→ Exercise prompt
Each line of the records below that holds "Sized" should be copied out.

→ Extracted information
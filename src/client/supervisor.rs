//! Session supervisor.
//!
//! Restarts whole sessions according to `[restart]`: a failed or dropped
//! session is replaced by a brand-new one with a new generation and a fresh
//! handshake. Frames from every session are forwarded, in order, into one
//! stream.
//!
//! | Previous session ended with | Restarted?                         |
//! |-----------------------------|------------------------------------|
//! | `Closed`                    | no                                 |
//! | `PeerDisconnected`          | yes                                |
//! | `Failed(IncompatiblePeer)`  | only with `restart_on_incompatible`|
//! | `Failed(ProtocolViolation)` | never                              |
//! | other `Failed(_)`           | yes                                |

use futures::StreamExt;
use tokio::sync::{mpsc, watch};
use tokio::task::JoinHandle;

use super::{FrameStream, LinkClient, SessionOutcome};
use crate::config::RestartConfig;
use crate::error::{LinkError, Result};
use crate::protocol::{FailureKind, Frame, LinkEvent, SessionEnd};
use crate::transport::LinkTransport;

/// Summary of a supervised run.
#[derive(Debug, Clone, Default)]
pub struct SupervisorReport {
    /// Outcome of every session, oldest first
    pub sessions: Vec<SessionOutcome>,
    /// Restarts performed
    pub restarts: u32,
}

impl SupervisorReport {
    /// How the last session ended
    pub fn last_end(&self) -> Option<SessionEnd> {
        self.sessions.last().map(|s| s.end)
    }
}

/// Handle to a running supervisor.
#[derive(Debug)]
pub struct Supervisor {
    stop: watch::Sender<bool>,
    frames: Option<FrameStream>,
    task: JoinHandle<SupervisorReport>,
}

impl Supervisor {
    pub(super) fn spawn<T: LinkTransport + ?Sized + 'static>(client: LinkClient<T>) -> Self {
        let (stop, stop_rx) = watch::channel(false);
        let (frames_tx, frames) = mpsc::unbounded_channel();
        let task = tokio::spawn(run(client, stop_rx, frames_tx));
        Self {
            stop,
            frames: Some(FrameStream { rx: frames }),
            task,
        }
    }

    /// Take the combined frame stream. Returns `None` after the first call.
    pub fn take_frames(&mut self) -> Option<FrameStream> {
        self.frames.take()
    }

    /// Close the current session and stop restarting.
    pub fn stop(&self) {
        self.stop.send_replace(true);
    }

    /// Wait for the supervisor to finish.
    pub async fn join(self) -> Result<SupervisorReport> {
        self.task.await.map_err(|e| LinkError::Task(e.to_string()))
    }
}

/// Whether a session that ended with `end` should be replaced.
fn should_restart(end: SessionEnd, policy: &RestartConfig) -> bool {
    match end {
        SessionEnd::Closed => false,
        SessionEnd::PeerDisconnected => true,
        SessionEnd::Failed(FailureKind::IncompatiblePeer) => policy.restart_on_incompatible,
        SessionEnd::Failed(kind) => kind.is_recoverable(),
    }
}

async fn forward(frames: &mut FrameStream, tx: &mpsc::UnboundedSender<Frame>) {
    while let Some(frame) = frames.next().await {
        let _ = tx.send(frame);
    }
}

/// Resolves once a stop is requested. A dropped handle never stops the run.
async fn stop_requested(stop: &mut watch::Receiver<bool>) {
    if stop.wait_for(|s| *s).await.is_err() {
        std::future::pending::<()>().await;
    }
}

async fn run<T: LinkTransport + ?Sized + 'static>(
    client: LinkClient<T>,
    mut stop: watch::Receiver<bool>,
    frames_tx: mpsc::UnboundedSender<Frame>,
) -> SupervisorReport {
    let policy = client.config().restart.clone();
    let events = client.events.clone();
    let mut report = SupervisorReport::default();

    loop {
        let mut session = client.open();
        let Some(mut frames) = session.take_frames() else {
            break;
        };

        let stopped = tokio::select! {
            _ = stop_requested(&mut stop) => true,
            _ = forward(&mut frames, &frames_tx) => false,
        };
        if stopped {
            session.close();
        }

        let outcome = match session.join().await {
            Ok(outcome) => outcome,
            Err(e) => {
                tracing::error!(error = %e, "session task failed");
                break;
            },
        };
        // Frames still buffered from the finished session
        forward(&mut frames, &frames_tx).await;

        let end = outcome.end;
        report.sessions.push(outcome);

        if stopped || *stop.borrow() || !should_restart(end, &policy) {
            break;
        }
        if report.restarts >= policy.max_restarts {
            tracing::warn!(restarts = report.restarts, ?end, "restart budget exhausted");
            break;
        }

        report.restarts += 1;
        events.emit(LinkEvent::Restarting {
            attempt: report.restarts,
            after: end,
        });

        let stopped = tokio::select! {
            _ = stop_requested(&mut stop) => true,
            _ = tokio::time::sleep(policy.delay()) => false,
        };
        if stopped {
            break;
        }
    }

    report
}

#[cfg(test)]
mod tests {
    use super::*;

    #[test]
    fn test_restart_policy() {
        let mut policy = RestartConfig::default();
        assert!(!should_restart(SessionEnd::Closed, &policy));
        assert!(should_restart(SessionEnd::PeerDisconnected, &policy));
        assert!(should_restart(
            SessionEnd::Failed(FailureKind::HandshakeTimeout),
            &policy
        ));
        assert!(should_restart(
            SessionEnd::Failed(FailureKind::TransientExhausted),
            &policy
        ));
        assert!(!should_restart(
            SessionEnd::Failed(FailureKind::ProtocolViolation),
            &policy
        ));
        assert!(!should_restart(
            SessionEnd::Failed(FailureKind::IncompatiblePeer),
            &policy
        ));

        policy.restart_on_incompatible = true;
        assert!(should_restart(
            SessionEnd::Failed(FailureKind::IncompatiblePeer),
            &policy
        ));
    }
}
//! Radio-link session protocol.
//!
//! Takes a freshly established physical connection through discovery, the
//! mandatory configuration handshake, and into the read-on-notify loop.
//!
//! # Protocol Overview
//!
//! The peer runs its own state machine, which we cannot see. It serves
//! nothing until the host has written a configuration request, and even
//! then answers reads with empty payloads until its configuration is
//! assembled. Readiness is therefore never inferred from timing or call
//! order; only an explicit non-empty configuration read moves the session
//! on.
//!
//! ## Message Flow
//!
//! ```text
//! Host                                   Peer
//!    |                                     |
//!    |======== connect ===================>|
//!    |======== discover services =========>|  write / read / notify
//!    |-------- subscribe(notify) --------->|
//!    |-------- want-config(nonce) -------->|  (write endpoint)
//!    |                                     |
//!    |-------- read ---------------------->|
//!    |<------- empty ----------------------|  still assembling
//!    |            ... backoff ...          |
//!    |-------- read ---------------------->|
//!    |<------- config bytes ---------------|  handshake complete
//!    |                                     |
//!    |<------- notify ---------------------|  data queued
//!    |-------- read / read / read -------->|  drain until empty
//! ```
//!
//! ## State Machine
//!
//! | State               | Description                            | Valid Transitions                   |
//! |---------------------|----------------------------------------|-------------------------------------|
//! | `Idle`              | No connection                          | → Connected                         |
//! | `Connected`         | Link up, peer unknown                  | → Discovering                       |
//! | `Discovering`       | Resolving characteristics              | → AwaitingHandshake, Error          |
//! | `AwaitingHandshake` | Request sent/pending, no reads allowed before it | → AwaitingHandshake, SteadyState |
//! | `SteadyState`       | Read-on-notify exchange                | → SteadyState                       |
//! | `Disconnected`      | Link gone                              | (terminal)                          |
//! | `Error`             | Session abandoned                      | (terminal)                          |
//!
//! Every live state can also move to `Disconnected` or `Error`.
//!
//! ## Failures
//!
//! | Kind                 | Meaning                                    | Restart? |
//! |----------------------|--------------------------------------------|----------|
//! | `FatalTransport`     | Link must be torn down                     | yes      |
//! | `TransientExhausted` | Retries outlasted                          | yes      |
//! | `IncompatiblePeer`   | Missing/mismatched characteristic          | policy   |
//! | `HandshakeTimeout`   | No configuration within budget             | yes      |
//! | `ProtocolViolation`  | Read outside legal window (defect)         | no       |
//!
//! Recovery is always a brand-new session; nothing resumes in place.

mod characteristics;
mod events;
mod generation;
mod handshake;
mod message;
mod poll;
mod session;
mod state;

pub use characteristics::{CharacteristicSet, EndpointRole};
pub use events::{EventSink, LinkEvent, EVENT_CHANNEL_CAPACITY};
pub use generation::{Generation, GenerationCounter, GenerationToken};
pub use handshake::{Backoff, HandshakeController, HandshakeStep};
pub use message::{HandshakeRequest, WANT_CONFIG_TAG};
pub use poll::{Frame, NotifyAction, PollLoop, PullStep, PullTrigger};
pub use session::{LinkSession, ReadPurpose, SessionStats, Transition};
pub use state::{FailureKind, LinkState, SessionEnd, SessionStatus};
//! Link session states and externally reported status.

use serde::Serialize;

/// Session state machine
#[derive(Debug, Clone, Copy, PartialEq, Eq, Hash, Serialize)]
pub enum LinkState {
    /// No physical connection yet
    Idle,
    /// Physical link up, nothing else known about the peer
    Connected,
    /// Service discovery in progress
    Discovering,
    /// Characteristics resolved; configuration exchange pending or running
    AwaitingHandshake,
    /// Configuration received; read-on-notify exchange
    SteadyState,
    /// Link gone (terminal)
    Disconnected,
    /// Session abandoned after a failure (terminal)
    Error,
}

impl LinkState {
    /// Whether no further transitions are possible.
    pub fn is_terminal(self) -> bool {
        matches!(self, Self::Disconnected | Self::Error)
    }

    /// Whether `self -> next` is a legal edge.
    pub fn can_transition_to(self, next: LinkState) -> bool {
        use LinkState::*;

        if self.is_terminal() {
            return false;
        }
        match next {
            Disconnected | Error => true,
            Connected => self == Idle,
            Discovering => self == Connected,
            // Self-edge records the handshake dispatch
            AwaitingHandshake => matches!(self, Discovering | AwaitingHandshake),
            SteadyState => matches!(self, AwaitingHandshake | SteadyState),
            Idle => false,
        }
    }
}

impl std::fmt::Display for LinkState {
    fn fmt(&self, f: &mut std::fmt::Formatter<'_>) -> std::fmt::Result {
        std::fmt::Debug::fmt(self, f)
    }
}

/// Why a session failed.
#[derive(Debug, Clone, Copy, PartialEq, Eq, Hash, Serialize)]
pub enum FailureKind {
    /// The transport reported a fatal error
    FatalTransport,
    /// Transient errors outlasted the retry budget
    TransientExhausted,
    /// Discovery found a partial or mismatched characteristic set
    IncompatiblePeer,
    /// No configuration data within the handshake budget
    HandshakeTimeout,
    /// Read attempted outside its legal window (defect)
    ProtocolViolation,
}

impl FailureKind {
    /// Whether a fresh session has a chance of succeeding.
    ///
    /// Protocol violations are bugs; restarting would repeat them.
    pub fn is_recoverable(self) -> bool {
        !matches!(self, Self::ProtocolViolation)
    }
}

impl std::fmt::Display for FailureKind {
    fn fmt(&self, f: &mut std::fmt::Formatter<'_>) -> std::fmt::Result {
        std::fmt::Debug::fmt(self, f)
    }
}

/// Session status reported to UI/service consumers.
#[derive(Debug, Clone, Copy, PartialEq, Eq, Serialize)]
pub enum SessionStatus {
    /// Session object exists but nothing has happened yet
    Starting,
    /// Physical link established
    Connected,
    /// Handshake complete, frames flowing
    Ready,
    /// Link dropped or closed
    Disconnected,
    /// Session abandoned
    Failed(FailureKind),
}

impl SessionStatus {
    /// Whether the session is over.
    pub fn is_final(self) -> bool {
        matches!(self, Self::Disconnected | Self::Failed(_))
    }
}

/// How a session ended.
#[derive(Debug, Clone, Copy, PartialEq, Eq, Serialize)]
pub enum SessionEnd {
    /// Closed by its owner, or superseded by a newer session
    Closed,
    /// The link dropped underneath it
    PeerDisconnected,
    /// Abandoned after a failure
    Failed(FailureKind),
}

impl SessionEnd {
    /// Failure kind, if the session failed.
    pub fn failure(self) -> Option<FailureKind> {
        match self {
            Self::Failed(kind) => Some(kind),
            _ => None,
        }
    }
}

→ Exercise solution
    pub(super) fn spawn<T: LinkTransport + ?Sized + 'static>(client: LinkClient<T>) -> Self {
async fn run<T: LinkTransport + ?Sized + 'static>(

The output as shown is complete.